Start of Block
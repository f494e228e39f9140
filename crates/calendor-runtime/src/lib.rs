//! Agent task-orchestration runtime for the Calendor backend.
//!
//! Agents are long-lived identities that poll a shared task queue held in
//! the document store. The runtime owns the poll loop, the task state
//! machine, and status reporting; domain logic lives behind the
//! [`WorkerLogic`] trait. Cross-agent work flows through [`TaskDispatcher`]
//! fan-out, and [`CoordinationLedger`] seeds and tracks multi-agent
//! workflows.
//!
//! # Main types
//!
//! - [`WorkerLogic`] / [`AgentDescriptor`] — the seam workers implement.
//! - [`AgentRuntime`] — poll loop and task lifecycle for one agent.
//! - [`AgentRegistry`] — spawns the fleet and fans out the stop signal.
//! - [`CoordinationLedger`] — initiates and closes workflows.

mod coordination;
mod dispatch;
mod registry;
mod runtime;
mod worker;

pub use coordination::{
    fleet_metrics, AgentMetrics, CoordinationLedger, FleetMetrics, WorkflowStatus,
};
pub use dispatch::{agents, TaskDispatcher};
pub use registry::AgentRegistry;
pub use runtime::{AgentRuntime, RuntimeConfig};
pub use worker::{AgentDescriptor, WorkerLogic};
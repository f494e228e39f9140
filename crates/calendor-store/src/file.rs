use crate::filter::{sort_documents, Filter, SortKey};
use crate::store::{apply_patch, DocumentStore};
use async_trait::async_trait;
use calendor_core::{CalendorError, CalendorResult};
use serde_json::Value;
use std::collections::HashMap;
use std::path::{Path, PathBuf};
use tokio::sync::RwLock;

/// File-based document store: one JSON file per collection under a data
/// directory. Good enough for a single-process deployment.
///
/// Collections are cached in memory after first access and rewritten in
/// full after every mutation.
pub struct JsonFileStore {
    dir: PathBuf,
    collections: RwLock<HashMap<String, Vec<Value>>>,
}

impl JsonFileStore {
    pub async fn new(dir: impl Into<PathBuf>) -> CalendorResult<Self> {
        let dir = dir.into();
        tokio::fs::create_dir_all(&dir).await?;
        Ok(Self {
            dir,
            collections: RwLock::new(HashMap::new()),
        })
    }

    fn collection_path(&self, collection: &str) -> PathBuf {
        self.dir.join(format!("{collection}.json"))
    }

    async fn load_from_disk(path: &Path) -> CalendorResult<Vec<Value>> {
        if !path.exists() {
            return Ok(Vec::new());
        }
        let data = tokio::fs::read_to_string(path).await?;
        serde_json::from_str(&data)
            .map_err(|e| CalendorError::Store(format!("corrupt collection file {path:?}: {e}")))
    }

    /// Ensure the named collection is cached, loading it from disk if needed.
    async fn ensure_loaded(&self, collection: &str) -> CalendorResult<()> {
        {
            let cached = self.collections.read().await;
            if cached.contains_key(collection) {
                return Ok(());
            }
        }
        let docs = Self::load_from_disk(&self.collection_path(collection)).await?;
        tracing::debug!(collection, doc_count = docs.len(), "collection loaded from disk");
        let mut cached = self.collections.write().await;
        cached.entry(collection.to_string()).or_insert(docs);
        Ok(())
    }

    async fn persist(&self, collection: &str, docs: &[Value]) -> CalendorResult<()> {
        let json = serde_json::to_string_pretty(docs)?;
        tokio::fs::write(self.collection_path(collection), json).await?;
        Ok(())
    }
}

#[async_trait]
impl DocumentStore for JsonFileStore {
    async fn insert(&self, collection: &str, doc: Value) -> CalendorResult<()> {
        self.ensure_loaded(collection).await?;
        let mut collections = self.collections.write().await;
        let docs = collections.entry(collection.to_string()).or_default();
        docs.push(doc);
        let snapshot = docs.clone();
        drop(collections);
        self.persist(collection, &snapshot).await
    }

    async fn find_one(&self, collection: &str, filter: &Filter) -> CalendorResult<Option<Value>> {
        self.ensure_loaded(collection).await?;
        let collections = self.collections.read().await;
        Ok(collections
            .get(collection)
            .and_then(|docs| docs.iter().find(|d| filter.matches(d)).cloned()))
    }

    async fn find(
        &self,
        collection: &str,
        filter: &Filter,
        sort: &[SortKey],
        limit: Option<usize>,
    ) -> CalendorResult<Vec<Value>> {
        self.ensure_loaded(collection).await?;
        let collections = self.collections.read().await;
        let mut docs: Vec<Value> = collections
            .get(collection)
            .map(|docs| docs.iter().filter(|d| filter.matches(d)).cloned().collect())
            .unwrap_or_default();
        sort_documents(&mut docs, sort);
        if let Some(limit) = limit {
            docs.truncate(limit);
        }
        Ok(docs)
    }

    async fn update_one(
        &self,
        collection: &str,
        filter: &Filter,
        patch: Value,
    ) -> CalendorResult<bool> {
        self.ensure_loaded(collection).await?;
        let mut collections = self.collections.write().await;
        let Some(docs) = collections.get_mut(collection) else {
            return Ok(false);
        };
        let Some(doc) = docs.iter_mut().find(|d| filter.matches(d)) else {
            return Ok(false);
        };
        apply_patch(doc, &patch);
        let snapshot = docs.clone();
        drop(collections);
        self.persist(collection, &snapshot).await?;
        Ok(true)
    }

    async fn update_many(
        &self,
        collection: &str,
        filter: &Filter,
        patch: Value,
    ) -> CalendorResult<u64> {
        self.ensure_loaded(collection).await?;
        let mut collections = self.collections.write().await;
        let Some(docs) = collections.get_mut(collection) else {
            return Ok(0);
        };
        let mut updated = 0;
        for doc in docs.iter_mut().filter(|d| filter.matches(d)) {
            apply_patch(doc, &patch);
            updated += 1;
        }
        if updated == 0 {
            return Ok(0);
        }
        let snapshot = docs.clone();
        drop(collections);
        self.persist(collection, &snapshot).await?;
        Ok(updated)
    }

    async fn count(&self, collection: &str, filter: &Filter) -> CalendorResult<usize> {
        self.ensure_loaded(collection).await?;
        let collections = self.collections.read().await;
        Ok(collections
            .get(collection)
            .map(|docs| docs.iter().filter(|d| filter.matches(d)).count())
            .unwrap_or(0))
    }
}
//! Schedule conflict detection for the Calendor backend.
//!
//! A stateless, rule-based analyzer over a time-ordered event sequence.
//! Four independent sub-analyses classify overlapping events, overbooked
//! days, burnout risk, and insufficient buffer time, each with a
//! type-specific suggested resolution. Running `detect` twice over the
//! same events yields identical conflict ids and counts.

mod detector;
mod suggest;
mod types;

pub use detector::{ConflictDetector, DetectorConfig, EventSpan};
pub use suggest::{suggest_reschedule, MoveOption, RescheduleProposal, TimeSlot};
pub use types::{
    ConflictKind, ConflictRecord, Resolution, ResolutionStatus, RescheduleOption, Severity,
};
End of Block
> _Problem to solve_:
Search the data above for the string "based" and copy each line that has it.

> _Solution below_:
/// File-based document store: one JSON file per collection under a data
//! A stateless, rule-based analyzer over a time-ordered event sequence.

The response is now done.